Action: If there is consensus among the TA performers, some of these properties from overlays could move to Boeing.sadl overlay. Some properties will move from SRI.sadl to core ontology (in RACK v9.0). Additional properties can also be added, what we would like for that is

  • What property

  • Is there a consensus about the property

  • Who will be providing instance data

Missing [RTX] There are missing concepts in the ontology, such as: Architecture, Partition, DAL, Algorithms, Hardware Platform, Test Procedure. Action: Same answer as above.
Objective/Property [SRI] GenericProperty and SpecificProperty: To use formal methods for verification and for property-based assurance in general, we added these two classes to give property a first-class status with relationships such as propertyScope and propertyBasis. Then a property can be analyzed by many activities independently.

Short-term: Plan to have it in v9.0. RACK Issue #575.

Has been pushed into master branch.

Overlay

[RTX] The overlays should be merged. Before that, it should be analyzed whether the information of the overlay can be modeled with the core ontology.

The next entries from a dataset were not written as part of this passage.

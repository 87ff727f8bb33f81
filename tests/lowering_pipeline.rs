// End to end lowering of small function bodies on both targets, checking the
// complete pipeline from recording to rendered assembly.

use bumpalo::Bump;
use kiln::instruction::{Instruction, InstructionKind};
use kiln::scope::{Variable, VariableCategory};
use kiln::{
    assembly_header, lower_function, CompilationSession, Constant, Format, FunctionSignature,
    TargetConfig, Unit, ValueId,
};

fn unit<'a>(
    session: &'a CompilationSession<'a>,
    target: TargetConfig,
    name: &str,
) -> Unit<'a> {
    let _ = env_logger::builder().is_test(true).try_init();
    let name = session.intern(name);
    Unit::new(
        session,
        target,
        FunctionSignature {
            name,
            parameters: Vec::new(),
            return_format: Some(Format::Int64),
        },
    )
}

fn with_parameter<'a>(unit: &mut Unit<'a>, name: &'a str) -> ValueId {
    let variable = unit.declare_variable(Variable {
        name,
        format: Format::Int64,
        category: VariableCategory::Parameter,
    });
    unit.function.parameters.push(variable);
    unit.enter_scope(vec![variable]);

    let loaded = unit.new_value(Format::Int64);
    unit.add(Instruction::new(
        InstructionKind::GetVariable { variable },
        loaded,
    ))
    .unwrap();
    loaded
}

fn return_value<'a>(unit: &mut Unit<'a>, value: ValueId) {
    let result = unit.new_value(Format::Int64);
    unit.add(Instruction::new(
        InstructionKind::Return { value: Some(value) },
        result,
    ))
    .unwrap();
    unit.exit_scope();
}

#[test]
fn constant_return_on_x64() {
    let arena = Bump::new();
    let session = CompilationSession::new(&arena);
    let mut unit = unit(&session, TargetConfig::x64(), "seven");

    unit.enter_scope(Vec::new());
    let value = unit.new_value(Format::Int64);
    unit.add(Instruction::new(
        InstructionKind::GetConstant {
            constant: Constant::Integer(7),
        },
        value,
    ))
    .unwrap();
    return_value(&mut unit, value);

    let lines = lower_function(&mut unit).unwrap();
    assert_eq!(lines[0], ".global seven");
    assert_eq!(lines[1], "seven:");
    assert!(lines.iter().any(|line| line == "mov rax, 7"));
    assert_eq!(lines.last().unwrap(), "ret");
}

#[test]
fn identity_needs_one_move_on_x64() {
    let arena = Bump::new();
    let session = CompilationSession::new(&arena);
    let mut unit = unit(&session, TargetConfig::x64(), "identity");

    let name = session.intern("a");
    let loaded = with_parameter(&mut unit, name);
    return_value(&mut unit, loaded);

    let lines = lower_function(&mut unit).unwrap();
    assert!(lines.iter().any(|line| line == "mov rax, rdi"));
}

#[test]
fn identity_needs_no_move_on_arm64() {
    // The first parameter already sits in the return register, so the
    // redundancy guard drops the move entirely.
    let arena = Bump::new();
    let session = CompilationSession::new(&arena);
    let mut unit = unit(&session, TargetConfig::arm64(), "identity");

    let name = session.intern("a");
    let loaded = with_parameter(&mut unit, name);
    return_value(&mut unit, loaded);

    let lines = lower_function(&mut unit).unwrap();
    assert!(!lines.iter().any(|line| line.starts_with("mov ")));
    assert_eq!(lines.last().unwrap(), "ret");
}

#[test]
fn addition_of_two_parameters() {
    let arena = Bump::new();
    let session = CompilationSession::new(&arena);
    let mut unit = unit(&session, TargetConfig::x64(), "sum");

    let first = unit.declare_variable(Variable {
        name: session.intern("a"),
        format: Format::Int64,
        category: VariableCategory::Parameter,
    });
    let second = unit.declare_variable(Variable {
        name: session.intern("b"),
        format: Format::Int64,
        category: VariableCategory::Parameter,
    });
    unit.function.parameters.push(first);
    unit.function.parameters.push(second);
    unit.enter_scope(vec![first, second]);

    let left = unit.new_value(Format::Int64);
    unit.add(Instruction::new(
        InstructionKind::GetVariable { variable: first },
        left,
    ))
    .unwrap();
    let right = unit.new_value(Format::Int64);
    unit.add(Instruction::new(
        InstructionKind::GetVariable { variable: second },
        right,
    ))
    .unwrap();
    let sum = unit.new_value(Format::Int64);
    unit.add(Instruction::new(
        InstructionKind::Addition {
            first: left,
            second: right,
            assigns: false,
        },
        sum,
    ))
    .unwrap();
    return_value(&mut unit, sum);

    let lines = lower_function(&mut unit).unwrap();
    assert!(lines.iter().any(|line| line.starts_with("add ")));
    assert!(lines.iter().any(|line| line.contains("rsi")));
}

#[test]
fn header_switches_syntax_per_target() {
    let x64 = assembly_header(&TargetConfig::x64());
    assert!(x64.iter().any(|line| line == ".intel_syntax noprefix"));

    let arm64 = assembly_header(&TargetConfig::arm64());
    assert!(!arm64.iter().any(|line| line.contains("intel")));
    assert!(arm64.iter().any(|line| line == ".section .text"));
}

#[test]
fn x64_frame_stays_aligned_counting_the_return_address() {
    let arena = Bump::new();
    let session = CompilationSession::new(&arena);
    let mut unit = unit(&session, TargetConfig::x64(), "framed");

    let local = unit.declare_variable(Variable {
        name: session.intern("slot"),
        format: Format::Int64,
        category: VariableCategory::Local,
    });
    unit.enter_scope(vec![local]);
    let value = unit.new_value(Format::Int64);
    unit.add(Instruction::new(
        InstructionKind::GetConstant {
            constant: Constant::Integer(5),
        },
        value,
    ))
    .unwrap();
    let written = unit.new_value(Format::Int64);
    unit.add(Instruction::new(
        InstructionKind::SetVariable {
            variable: local,
            source: value,
        },
        written,
    ))
    .unwrap();
    let read = unit.new_value(Format::Int64);
    unit.add(Instruction::new(
        InstructionKind::GetVariable { variable: local },
        read,
    ))
    .unwrap();
    return_value(&mut unit, read);

    let lines = lower_function(&mut unit).unwrap();

    let pushes = lines.iter().filter(|line| line.starts_with("push ")).count() as i32;
    let allocation = lines
        .iter()
        .find_map(|line| line.strip_prefix("sub rsp, "))
        .map(|rest| rest.parse::<i32>().unwrap())
        .unwrap_or(0);
    assert_eq!((allocation + 8 * pushes + 8) % 16, 0);
}

#[test]
fn arm64_frame_is_a_multiple_of_sixteen() {
    let arena = Bump::new();
    let session = CompilationSession::new(&arena);
    let mut unit = unit(&session, TargetConfig::arm64(), "framed");

    let local = unit.declare_variable(Variable {
        name: session.intern("slot"),
        format: Format::Int64,
        category: VariableCategory::Local,
    });
    unit.enter_scope(vec![local]);
    let value = unit.new_value(Format::Int64);
    unit.add(Instruction::new(
        InstructionKind::GetConstant {
            constant: Constant::Integer(5),
        },
        value,
    ))
    .unwrap();
    let written = unit.new_value(Format::Int64);
    unit.add(Instruction::new(
        InstructionKind::SetVariable {
            variable: local,
            source: value,
        },
        written,
    ))
    .unwrap();
    let read = unit.new_value(Format::Int64);
    unit.add(Instruction::new(
        InstructionKind::GetVariable { variable: local },
        read,
    ))
    .unwrap();
    return_value(&mut unit, read);

    let lines = lower_function(&mut unit).unwrap();

    let allocation = lines
        .iter()
        .find_map(|line| line.strip_prefix("sub sp, sp, #"))
        .map(|rest| rest.parse::<i32>().unwrap())
        .unwrap_or(0);
    assert!(allocation > 0);
    assert_eq!(allocation % 16, 0);
}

  • We used the visualization tool to understand the data better and then design the node groups to extract it. However, it seems to me that there can be multiple paths that one can take to extract the same data given the connections in the graph in the SRI overlay. But, I believe with just the edges connected to different ontology elements it’s not obvious what should be connected together and in which specific fashion to extract a specific evidence.

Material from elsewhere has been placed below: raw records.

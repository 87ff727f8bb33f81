// This module serves as the central hub for kiln's core infrastructure components,
// providing the building blocks shared across both target architectures. It exports
// and organizes the ambient subsystems: session management (arena-based memory
// allocation, string interning, lowering statistics), error handling (CompileError
// and CompileResult used throughout lowering), data formats (integer and decimal
// formats with their operand sizes) and target description (architecture selection
// and pointer width). The allocation and lowering machinery itself lives in the
// sibling modules at the crate root.

//! Core infrastructure shared by the lowering pipeline.
//!
//! # Key Components
//!
//! ## Session Management (`session`)
//! - Arena-based memory allocation using `bumpalo`
//! - String interning for labels, symbols and constant identifiers
//! - Lowering statistics
//!
//! ## Error Handling (`error`)
//! - `CompileError` covering allocation, evacuation and lowering failures
//! - `CompileResult` alias used across the crate
//!
//! ## Formats (`format`)
//! - Signed, unsigned and decimal value formats
//! - Operand sizes with their textual access modifiers
//!
//! ## Target Description (`target`)
//! - Architecture selection between x86-64 and AArch64
//! - Pointer width and stack alignment queries

pub mod error;
pub mod format;
pub mod session;
pub mod target;

// Re-export core components
pub use error::{CompileError, CompileResult};
pub use format::{Format, Size};
pub use session::{CompilationSession, SessionStats};
pub use target::{Arch, TargetConfig};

Action: Need team raising the issue to provide an explicit data model proposal and concrete sample data
Over specified

[Adelard] As a general observation, I agree with the intention behind the MODEL abstraction, namely that the core RACK ontology should be structural rather than semantic, but this implies that some entities, attributes and relationships should be deleted from the core model.

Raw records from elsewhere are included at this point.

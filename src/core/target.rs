// Target configuration for the lowering engine. The original code base kept the
// architecture selection and related switches in global mutable state; here they are
// bundled into one immutable TargetConfig value that is created once per compilation
// and threaded through the allocation unit and every instruction build path. The
// config answers the binary x86-64/AArch64 question, carries the word size and stack
// alignment of the ABI and the debug-information flag that controls whether source
// position directives are emitted.

//! Immutable per-compilation target configuration.

use crate::core::format::{Format, Size};

/// Supported target architectures.
#[derive(Debug, Clone, Copy, PartialEq, Eq, Hash)]
pub enum Arch {
    /// x86-64, System V ABI.
    X64,
    /// AArch64, AAPCS64.
    Arm64,
}

/// Architecture and ABI selection threaded through the whole unit.
#[derive(Debug, Clone, Copy)]
pub struct TargetConfig {
    pub arch: Arch,
    /// Emit `.loc` style source position directives.
    pub debug_info: bool,
}

impl TargetConfig {
    pub fn x64() -> Self {
        TargetConfig {
            arch: Arch::X64,
            debug_info: false,
        }
    }

    pub fn arm64() -> Self {
        TargetConfig {
            arch: Arch::Arm64,
            debug_info: false,
        }
    }

    pub fn with_debug_info(mut self, enabled: bool) -> Self {
        self.debug_info = enabled;
        self
    }

    pub fn is_x64(&self) -> bool {
        self.arch == Arch::X64
    }

    pub fn is_arm64(&self) -> bool {
        self.arch == Arch::Arm64
    }

    /// Width of a general purpose register.
    pub fn size(&self) -> Size {
        Size::Qword
    }

    pub fn bytes(&self) -> i32 {
        8
    }

    /// Default integer format of the target.
    pub fn format(&self) -> Format {
        Format::Int64
    }

    /// Required stack alignment at call boundaries.
    pub fn stack_alignment(&self) -> i32 {
        16
    }
}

https://github.com/ge-high-assurance/RACK/wiki/Using-MODEL

For example, CONFIDENCE does not belong in the core ontology - it’s clearly a semantic model - and even entities like PERSON and TOOL in AGENT are over-specified. Why should a PERSON be identified by an email address or a TOOL by a version? It is sufficient

to identify PERSON and TOOL as different kinds of AGENT without being more specific about their attributes.

Similarly, I would question whether HAZARD should include severity and likelihood properties, or whether these should be part of a HAZARD_MODEL

Will not address: The MODEL abstraction causes longer query times by first tracing to the base structure and then selection a model attached to that structure. MODELs should only be used where there are several known distinct models for a structure, rather than used as a general solution. Are there specific structures where specific MODELs have been identified beyond REQUIREMENTS?
PROCESS

[Adelard] I like the idea of an OBJECTIVE, but I was surprised to find it defined under PROCESS.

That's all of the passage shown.